車種別で多く目に付いたのは現行「トヨタ・ハイエース」。カスタムカーとしてひとつのカテゴリーを確立しており、オートサロンでは数の上でも乗用専用設計のミニバン勢を上回りそうな勢いである。カスタム手法としてはこれもローダウン+エアロパーツが主流だが、なかにはリフトアップや、大胆にピックアップ化したものまであった。

ベースとなった「メルセデス・ベンツSLK55 AMG」の面影はほとんど感じられない「BELLADONNA MASCHACCIO」。
ベースとなった「メルセデス・ベンツSLK55 AMG」の面影はほとんど感じられない「BELLADONNA MASCHACCIO」。

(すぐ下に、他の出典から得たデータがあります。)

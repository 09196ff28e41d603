use std::sync::Mutex;

use crate::broadcast::{JobProgressBroadcaster, JobProgressEvent};

/// Sink for the events a job run emits.
pub trait ProgressReporter: Send + Sync {
    fn report(&self, event: JobProgressEvent);
}

/// No-op reporter for unit tests.
pub struct NoopProgress;

impl ProgressReporter for NoopProgress {
    fn report(&self, _event: JobProgressEvent) {}
}

/// Forwards pipeline events to the broadcast channel.
pub struct BroadcastProgress {
    broadcaster: JobProgressBroadcaster,
}

impl BroadcastProgress {
    pub fn new(broadcaster: JobProgressBroadcaster) -> Self {
        Self { broadcaster }
    }
}

impl ProgressReporter for BroadcastProgress {
    fn report(&self, event: JobProgressEvent) {
        self.broadcaster.send(event);
    }
}

/// Keeps every event in memory. Used by tests that assert on the full
/// sequence.
#[derive(Default)]
pub struct RecordingProgress {
    events: Mutex<Vec<JobProgressEvent>>,
}

impl RecordingProgress {
    pub fn new() -> Self {
        Self::default()
    }

    pub fn events(&self) -> Vec<JobProgressEvent> {
        self.events.lock().map(|e| e.clone()).unwrap_or_default()
    }
}

impl ProgressReporter for RecordingProgress {
    fn report(&self, event: JobProgressEvent) {
        if let Ok(mut events) = self.events.lock() {
            events.push(event);
        }
    }
}

/// Decides when a processing-phase broadcast is due: after `interval` rows
/// since the last one, and always on the final row.
#[derive(Debug, Clone)]
pub struct EmitThrottle {
    interval: u64,
    since_last: u64,
}

impl EmitThrottle {
    pub fn new(interval: u64) -> Self {
        Self {
            interval: interval.max(1),
            since_last: 0,
        }
    }

    /// Registers one consumed row; returns true when an event should go out.
    pub fn tick(&mut self, is_last: bool) -> bool {
        self.since_last += 1;
        if self.since_last >= self.interval || is_last {
            self.since_last = 0;
            true
        } else {
            false
        }
    }
}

会場内にランボルギーニ多しといえども、「ウラカン」はLorinser/HAMANNのブースに1台きりだった。
会場内にランボルギーニ多しといえども、「ウラカン」はLorinser/HAMANNのブースに1台きりだった。
ロードスター・ガレージの「ランボルギーニ・ミウラ」のレプリカ。ベースはNB型「マツダMX-5ミアータ」(「ロードスター」の北米仕様)で、つまりはFRなのである!

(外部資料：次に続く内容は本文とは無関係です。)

//! Streaming CSV row reader.
//!
//! Rows are pulled one at a time from a buffered file handle, so memory stays
//! flat regardless of file size. The header is checked when the reader is
//! opened: a file that lacks any of [`REQUIRED_COLUMNS`] yields no rows at
//! all.
//!
//! Fields are read as bytes and decoded lossily, so a cell in a legacy
//! encoding degrades to replacement characters instead of failing the file.

use std::borrow::Cow;
use std::fs::File;
use std::io::BufReader;
use std::path::{Path, PathBuf};

use csv::{ByteRecord, Trim};
use thiserror::Error;

use crate::sanitize::normalize_email;

/// Columns every upload must carry. Order is irrelevant; extra columns are
/// ignored.
pub const REQUIRED_COLUMNS: [&str; 4] = ["name", "email", "phone", "company"];

#[derive(Error, Debug)]
pub enum ReaderError {
    /// The header lacks one or more required columns.
    #[error("Invalid CSV format. Missing columns: {}", missing.join(", "))]
    MissingColumns { missing: Vec<String> },

    #[error("Failed to open CSV file '{path}': {source}")]
    Open {
        path: PathBuf,
        #[source]
        source: std::io::Error,
    },

    #[error(transparent)]
    Csv(#[from] csv::Error),
}

impl ReaderError {
    /// True for header problems, which no retry can fix.
    pub fn is_structural(&self) -> bool {
        matches!(self, ReaderError::MissingColumns { .. })
    }
}

/// Field values of one data row as they appear in the file (trimmed).
/// Empty cells and cells missing from short rows are `None`.
#[derive(Debug, Clone, Default, PartialEq, Eq)]
pub struct RawRow {
    pub name: Option<String>,
    pub email: Option<String>,
    pub phone: Option<String>,
    pub company: Option<String>,
}

/// A data row with its zero-based position among data rows.
#[derive(Debug, Clone, PartialEq, Eq)]
pub struct CsvRow {
    pub index: usize,
    pub raw: RawRow,
}

impl CsvRow {
    /// One-based line number including the header line.
    pub fn row_number(&self) -> u64 {
        self.index as u64 + 2
    }
}

/// Positions of the required columns within the header.
#[derive(Debug, Clone, Copy)]
struct ColumnIndex {
    name: usize,
    email: usize,
    phone: usize,
    company: usize,
}

impl ColumnIndex {
    fn from_headers(headers: &ByteRecord) -> Result<Self, ReaderError> {
        let position = |column: &str| headers.iter().position(|h| h == column.as_bytes());
        let found = REQUIRED_COLUMNS.map(position);

        match found {
            [Some(name), Some(email), Some(phone), Some(company)] => Ok(Self {
                name,
                email,
                phone,
                company,
            }),
            _ => Err(ReaderError::MissingColumns {
                missing: REQUIRED_COLUMNS
                    .iter()
                    .zip(found)
                    .filter(|(_, idx)| idx.is_none())
                    .map(|(column, _)| column.to_string())
                    .collect(),
            }),
        }
    }

    fn raw_row(&self, record: &ByteRecord) -> RawRow {
        let field = |idx: usize| {
            record
                .get(idx)
                .filter(|value| !value.is_empty())
                .map(|value| decode(value).into_owned())
        };
        RawRow {
            name: field(self.name),
            email: field(self.email),
            phone: field(self.phone),
            company: field(self.company),
        }
    }
}

fn decode(field: &[u8]) -> Cow<'_, str> {
    String::from_utf8_lossy(field)
}

fn open_csv(path: &Path) -> Result<csv::Reader<BufReader<File>>, ReaderError> {
    let file = File::open(path).map_err(|e| ReaderError::Open {
        path: path.to_path_buf(),
        source: e,
    })?;
    Ok(csv::ReaderBuilder::new()
        .has_headers(true)
        .flexible(true)
        .trim(Trim::All)
        .from_reader(BufReader::new(file)))
}

/// Opens `path` and validates its header. `None` means the file has no header
/// at all (zero bytes or only blank lines) and therefore no rows.
fn open_validated(
    path: &Path,
) -> Result<Option<(csv::Reader<BufReader<File>>, ColumnIndex)>, ReaderError> {
    let mut reader = open_csv(path)?;
    let headers = reader.byte_headers()?.clone();
    if headers.iter().all(<[u8]>::is_empty) {
        return Ok(None);
    }
    let columns = ColumnIndex::from_headers(&headers)?;
    Ok(Some((reader, columns)))
}

/// Pull-based iterator over the data rows of a CSV file.
pub struct RowReader {
    inner: Option<(csv::Reader<BufReader<File>>, ColumnIndex)>,
    record: ByteRecord,
    next_index: usize,
    finished: bool,
}

impl RowReader {
    /// Opens the file and checks its header. Fails with
    /// [`ReaderError::MissingColumns`] before producing any row.
    pub fn open(path: &Path) -> Result<Self, ReaderError> {
        Ok(Self {
            inner: open_validated(path)?,
            record: ByteRecord::new(),
            next_index: 0,
            finished: false,
        })
    }
}

impl Iterator for RowReader {
    type Item = Result<CsvRow, ReaderError>;

    fn next(&mut self) -> Option<Self::Item> {
        if self.finished {
            return None;
        }
        let Some((reader, columns)) = self.inner.as_mut() else {
            self.finished = true;
            return None;
        };

        match reader.read_byte_record(&mut self.record) {
            Ok(true) => {
                let row = CsvRow {
                    index: self.next_index,
                    raw: columns.raw_row(&self.record),
                };
                self.next_index += 1;
                Some(Ok(row))
            }
            Ok(false) => {
                self.finished = true;
                None
            }
            Err(e) => {
                self.finished = true;
                Some(Err(ReaderError::Csv(e)))
            }
        }
    }
}

/// Counts data rows without decoding fields. Agrees with the number of rows
/// [`RowReader`] yields for the same file.
pub fn count_rows(path: &Path) -> Result<u64, ReaderError> {
    let Some((mut reader, _)) = open_validated(path)? else {
        return Ok(0);
    };
    let mut record = ByteRecord::new();
    let mut count = 0u64;
    while reader.read_byte_record(&mut record)? {
        count += 1;
    }
    Ok(count)
}

/// Streams the email column, returning every non-empty email normalized.
pub fn collect_emails(path: &Path) -> Result<Vec<String>, ReaderError> {
    let Some((mut reader, columns)) = open_validated(path)? else {
        return Ok(Vec::new());
    };
    let mut record = ByteRecord::new();
    let mut emails = Vec::new();
    while reader.read_byte_record(&mut record)? {
        if let Some(email) = record.get(columns.email) {
            let email = normalize_email(&decode(email));
            if !email.is_empty() {
                emails.push(email);
            }
        }
    }
    Ok(emails)
}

ロードスター・ガレージの「ランボルギーニ・ミウラ」のレプリカ。ベースはNB型「マツダMX-5ミアータ」(「ロードスター」の北米仕様)で、つまりはFRなのである!

■輸入車は“イバリ”の2ブランド

オートサロンでは伝統的に少数派だった輸入車のなかで、例外的に人気があったメイクが、イバリが利くメルセデス・ベンツと派手ないでたちのランボルギーニ。これら2ブランドのうち、絶対数では当然ながらメルセデスのほうが多かったが、ここにきてランボルギーニの勢いが迫ってきた。高級ブランドとはいえ、コンパクトハッチの「Aクラス」からあるメルセデスとスーパーカーのみのランボが競り合うというのもオートサロンならではの話だが、輸入車の世界では今後もこれらの2トップ体制は続くことだろう。

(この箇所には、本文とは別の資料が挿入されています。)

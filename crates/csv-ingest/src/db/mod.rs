//! Database module for persistent storage.
//!
//! Uses rusqlite (SQLite) with a thread-safe `Database` handle.
//! All access is serialized through a `Mutex<Connection>`.

use std::path::{Path, PathBuf};
use std::sync::{Arc, Mutex};

use rusqlite::{Connection, Transaction};

pub mod customer_repo;
pub mod error;
pub mod failed_row_repo;
pub mod job_repo;
pub mod migrations;

pub use error::DatabaseError;

/// Thread-safe database handle wrapping a single rusqlite connection.
///
/// Cloning is cheap (inner `Arc`). All access is serialized through
/// a `Mutex`, which is fine for SQLite (which serializes writes anyway).
/// WAL mode is enabled for concurrent read performance.
#[derive(Clone)]
pub struct Database {
    conn: Arc<Mutex<Connection>>,
}

impl Database {
    /// Opens (or creates) the database at the given path and runs all
    /// pending migrations.
    pub fn open(path: &Path) -> Result<Self, DatabaseError> {
        if let Some(parent) = path.parent() {
            std::fs::create_dir_all(parent).map_err(|e| DatabaseError::Io {
                path: parent.to_path_buf(),
                source: e,
            })?;
        }

        let conn = Connection::open(path)?;
        conn.execute_batch("PRAGMA journal_mode=WAL; PRAGMA foreign_keys=ON;")?;

        migrations::run_all(&conn)?;

        log::info!("Database opened at {}", path.display());

        Ok(Self {
            conn: Arc::new(Mutex::new(conn)),
        })
    }

    /// Opens an in-memory database for testing. Runs all migrations.
    pub fn open_in_memory() -> Result<Self, DatabaseError> {
        let conn = Connection::open_in_memory()?;
        conn.execute_batch("PRAGMA foreign_keys=ON;")?;

        migrations::run_all(&conn)?;

        Ok(Self {
            conn: Arc::new(Mutex::new(conn)),
        })
    }

    /// Provides locked access to the underlying connection.
    pub fn with_conn<F, T>(&self, f: F) -> Result<T, DatabaseError>
    where
        F: FnOnce(&Connection) -> Result<T, DatabaseError>,
    {
        let conn = self.conn.lock().map_err(|_| DatabaseError::LockPoisoned)?;
        f(&conn)
    }

    /// Runs `f` inside a single transaction.
    ///
    /// The transaction commits only when `f` returns `Ok`; any error rolls
    /// back every statement `f` executed.
    pub fn with_transaction<F, T>(&self, f: F) -> Result<T, DatabaseError>
    where
        F: FnOnce(&Transaction<'_>) -> Result<T, DatabaseError>,
    {
        let mut conn = self.conn.lock().map_err(|_| DatabaseError::LockPoisoned)?;
        let tx = conn.transaction()?;
        let value = f(&tx)?;
        tx.commit()?;
        Ok(value)
    }
}

/// Returns the canonical database path: `~/.csv-ingest/data/csv-ingest.db`.
pub fn default_database_path() -> Option<PathBuf> {
    dirs::home_dir().map(|h| h.join(".csv-ingest").join("data").join("csv-ingest.db"))
}

/// Current time in the RFC 3339 form stored in every timestamp column.
pub fn now_timestamp() -> String {
    chrono::Utc::now().to_rfc3339()
}

#[cfg(test)]
mod tests {
    use super::*;

    #[test]
    fn test_open_in_memory() {
        let db = Database::open_in_memory().unwrap();
        db.with_conn(|conn| {
            let count: u32 =
                conn.query_row("SELECT COUNT(*) FROM _migrations", [], |r| r.get(0))?;
            assert!(count > 0);
            Ok(())
        })
        .unwrap();
    }

    #[test]
    fn test_open_file_db() {
        let dir = tempfile::tempdir().unwrap();
        let path = dir.path().join("nested").join("test.db");
        let db = Database::open(&path).unwrap();
        db.with_conn(|conn| {
            let count: u32 =
                conn.query_row("SELECT COUNT(*) FROM _migrations", [], |r| r.get(0))?;
            assert!(count > 0);
            Ok(())
        })
        .unwrap();
        assert!(path.exists());
    }

    #[test]
    fn test_default_database_path() {
        let path = default_database_path();
        assert!(path.is_some());
        let path = path.unwrap();
        assert!(path.ends_with("csv-ingest.db"));
        assert!(path.to_string_lossy().contains(".csv-ingest"));
    }

    #[test]
    fn test_transaction_rolls_back_on_error() {
        let db = Database::open_in_memory().unwrap();
        let job = db
            .with_conn(|conn| job_repo::create(conn, "a.csv", "/tmp/a.csv"))
            .unwrap();

        let result: Result<(), DatabaseError> = db.with_transaction(|tx| {
            tx.execute(
                "UPDATE jobs SET total_rows = 42 WHERE id = ?1",
                rusqlite::params![job.id],
            )?;
            Err(DatabaseError::NotFound("forced".to_string()))
        });
        assert!(result.is_err());

        let found = db
            .with_conn(|conn| job_repo::find_by_id(conn, &job.id))
            .unwrap()
            .unwrap();
        assert_eq!(found.total_rows, 0);
    }

    #[test]
    fn test_database_is_clone() {
        let db = Database::open_in_memory().unwrap();
        let db2 = db.clone();
        // Both should access the same underlying connection.
        db.with_conn(|conn| job_repo::create(conn, "f.csv", "/tmp/f.csv"))
            .unwrap();
        db2.with_conn(|conn| {
            let count: u32 = conn.query_row("SELECT COUNT(*) FROM jobs", [], |r| r.get(0))?;
            assert_eq!(count, 1);
            Ok(())
        })
        .unwrap();
    }
}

オートサロンの伝統芸ともいえる、ボディーを大胆に切り張りした、あるいはゼロから創作したカスタムカーも、小規模なカスタムメーカーやショップ、また常連となった自動車専門学校によって健在だった。
リポーターのようなオールドファンにとってはうれしいことだが、その一方で会場から消えた出展者もあった。例えばかつて派手なブースで一世を風靡(ふうび)したと思ったらこつぜんと姿を消し、そして数年前に突如として復活したヴェイルサイドは、今回は出展しなかった。会社自体は健在で、ウェブサイトには出展しない理由も記されているのだが、もともと際立った存在であるだけに、なくなると目立ってしまうのである。